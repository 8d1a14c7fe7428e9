// SPDX-License-Identifier: Apache-2.0
// Copyright TRex Controller Authors

//! The HTTP control plane.
//!
//! Three mutating endpoints decode a workload manifest per Content-Type
//! and hand it to the reconciler; `/health` answers without taking the
//! reconciler lock.

use crate::reconcile::{ReconcileError, Reconciler};
use axum::Router;
use axum::body::Bytes;
use axum::extract::State;
use axum::http::{HeaderMap, StatusCode, header};
use axum::routing::{get, post};
use std::sync::Arc;
use std::time::Duration;
use tokio::net::TcpListener;
use tracing::{error, info, warn};
use trex_config::{TrexWorkload, decode_workload};

const SHUTDOWN_GRACE: Duration = Duration::from_secs(30);

/// Build the control-plane router.
#[must_use]
pub fn router(reconciler: Arc<Reconciler>) -> Router {
    Router::new()
        .route("/apply", post(apply))
        .route("/update", post(update))
        .route("/delete", post(delete))
        .route("/health", get(health))
        .with_state(reconciler)
}

async fn health() -> &'static str {
    "OK"
}

async fn apply(
    State(reconciler): State<Arc<Reconciler>>,
    headers: HeaderMap,
    body: Bytes,
) -> (StatusCode, String) {
    let workload = match decode(&headers, &body) {
        Ok(workload) => workload,
        Err(response) => return response,
    };
    respond("apply", reconciler.apply(workload).await)
}

async fn update(
    State(reconciler): State<Arc<Reconciler>>,
    headers: HeaderMap,
    body: Bytes,
) -> (StatusCode, String) {
    let workload = match decode(&headers, &body) {
        Ok(workload) => workload,
        Err(response) => return response,
    };
    respond("update", reconciler.update(workload).await)
}

async fn delete(
    State(reconciler): State<Arc<Reconciler>>,
    headers: HeaderMap,
    body: Bytes,
) -> (StatusCode, String) {
    let workload = match decode(&headers, &body) {
        Ok(workload) => workload,
        Err(response) => return response,
    };
    respond("delete", reconciler.delete(&workload.metadata.name).await)
}

fn decode(headers: &HeaderMap, body: &Bytes) -> Result<TrexWorkload, (StatusCode, String)> {
    let content_type = headers
        .get(header::CONTENT_TYPE)
        .and_then(|value| value.to_str().ok())
        .unwrap_or_default();
    decode_workload(content_type, body).map_err(|err| {
        warn!("rejecting undecodable request body: {err}");
        (StatusCode::BAD_REQUEST, format!("invalid request body: {err}"))
    })
}

fn respond(action: &str, result: Result<String, ReconcileError>) -> (StatusCode, String) {
    match result {
        Ok(status_line) => {
            info!("{action} completed: {status_line}");
            (StatusCode::OK, status_line)
        }
        Err(err) if err.is_client_error() => {
            warn!("{action} rejected: {err}");
            (StatusCode::BAD_REQUEST, err.to_string())
        }
        Err(err) => {
            error!("{action} failed: {err}");
            (StatusCode::INTERNAL_SERVER_ERROR, err.to_string())
        }
    }
}

/// Bind and serve the control plane until SIGINT/SIGTERM.
///
/// In-flight operations get [`SHUTDOWN_GRACE`] to drain; after that the
/// process exits forcibly.
///
/// # Errors
///
/// Returns an error if binding or serving fails.
pub async fn serve(port: u16, reconciler: Arc<Reconciler>) -> Result<(), std::io::Error> {
    let listener = TcpListener::bind(("0.0.0.0", port)).await?;
    info!("control plane listening on {}", listener.local_addr()?);
    axum::serve(listener, router(reconciler))
        .with_graceful_shutdown(shutdown_signal())
        .await?;
    info!("server exiting");
    Ok(())
}

async fn shutdown_signal() {
    let mut sigterm = match tokio::signal::unix::signal(tokio::signal::unix::SignalKind::terminate())
    {
        Ok(signal) => signal,
        Err(err) => {
            error!("failed to install SIGTERM handler: {err}");
            // fall back to SIGINT only
            let _ = tokio::signal::ctrl_c().await;
            return;
        }
    };
    tokio::select! {
        _ = tokio::signal::ctrl_c() => {}
        _ = sigterm.recv() => {}
    }
    info!("shutdown signal received; refusing new requests");

    // bound the drain: a stuck reconcile must not hold the process forever
    tokio::spawn(async {
        tokio::time::sleep(SHUTDOWN_GRACE).await;
        error!("shutdown grace period expired; exiting");
        std::process::exit(1);
    });
}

- [WORK REQUIRED]:
Look for the word "update" in the data, then return every line that contains it.

- [TASK ANSWER]:
        .route("/update", post(update))
async fn update(
    respond("update", reconciler.update(workload).await)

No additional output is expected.